→ SOURCE INFORMATION:
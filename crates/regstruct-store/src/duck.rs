//! DuckDB-backed knowledge store: connection lifecycle, counts, and the SQL
//! escape hatch. Population, reconstruction and export live in sibling
//! modules as further `impl KnowledgeStore` blocks.

use std::path::Path;

use arrow::array::Int64Array;
use arrow::record_batch::RecordBatch;
use duckdb::Connection;
use regstruct_core::OrdinalOrder;
use tracing::info;

use crate::StoreError;
use crate::schema::{TABLES, create_schema};

/// Relational store for one parsed regulation.
///
/// Supports both in-memory (ephemeral) and persistent (file-backed) modes.
/// Use [`open`](Self::open) for in-memory, [`open_persistent`](Self::open_persistent)
/// for an existing or new file, and [`create_persistent`](Self::create_persistent)
/// when the caller needs a guaranteed-fresh file before population.
///
/// Reads order numbered levels by the store's [`OrdinalOrder`].
pub struct KnowledgeStore {
    pub(crate) conn: Connection,
    pub(crate) order: OrdinalOrder,
}

impl KnowledgeStore {
    /// Open an in-memory database with the schema in place.
    pub fn open() -> Result<Self, StoreError> {
        let conn = Connection::open_in_memory()?;
        Self::with_connection(conn)
    }

    /// Open or create a persistent database at `path`.
    pub fn open_persistent(path: &Path) -> Result<Self, StoreError> {
        let conn = Connection::open(path)?;
        info!(path = %path.display(), "opened knowledge store");
        Self::with_connection(conn)
    }

    /// Create a new persistent database, refusing to reuse an existing file.
    ///
    /// Population is not idempotent, so a parse run should start from a store
    /// created this way.
    pub fn create_persistent(path: &Path) -> Result<Self, StoreError> {
        if path.exists() {
            return Err(StoreError::DatabaseExists(path.to_path_buf()));
        }
        Self::open_persistent(path)
    }

    fn with_connection(conn: Connection) -> Result<Self, StoreError> {
        create_schema(&conn)?;
        Ok(Self {
            conn,
            order: OrdinalOrder::default(),
        })
    }

    /// Use `order` for every subsequent read.
    pub fn with_order(mut self, order: OrdinalOrder) -> Self {
        self.order = order;
        self
    }

    pub fn order(&self) -> OrdinalOrder {
        self.order
    }

    // ── Counts ──

    /// Row count of every table, parents first.
    pub fn table_counts(&self) -> Result<Vec<(&'static str, usize)>, StoreError> {
        TABLES
            .iter()
            .map(|&table| self.count_table(table).map(|n| (table, n)))
            .collect()
    }

    /// Whether nothing has been populated yet.
    pub fn is_empty(&self) -> Result<bool, StoreError> {
        Ok(self.count_table("articles")? == 0 && self.count_table("chapters")? == 0)
    }

    pub(crate) fn count_table(&self, table: &str) -> Result<usize, StoreError> {
        let sql = format!("SELECT count(*)::BIGINT AS cnt FROM {table}");
        let mut stmt = self.conn.prepare(&sql)?;
        let batches: Vec<RecordBatch> = stmt.query_arrow([])?.collect();
        let batch = batches.first().ok_or(StoreError::NoResults)?;
        let col = batch
            .column(0)
            .as_any()
            .downcast_ref::<Int64Array>()
            .ok_or_else(|| StoreError::Other("count column not i64".into()))?;
        Ok(col.value(0) as usize)
    }

    // ── Escape hatch ──

    /// Execute arbitrary SQL and return Arrow RecordBatches.
    pub fn query_arrow(&self, sql: &str) -> Result<Vec<RecordBatch>, StoreError> {
        let mut stmt = self.conn.prepare(sql)?;
        let batches: Vec<RecordBatch> = stmt.query_arrow([])?.collect();
        Ok(batches)
    }
}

→ WHAT YOU HAVE TO DO: Search the entries above for "existing". Return every line that has it.

→ WRITTEN ANSWER:
/// for an existing or new file, and [`create_persistent`](Self::create_persistent)
    /// Create a new persistent database, refusing to reuse an existing file.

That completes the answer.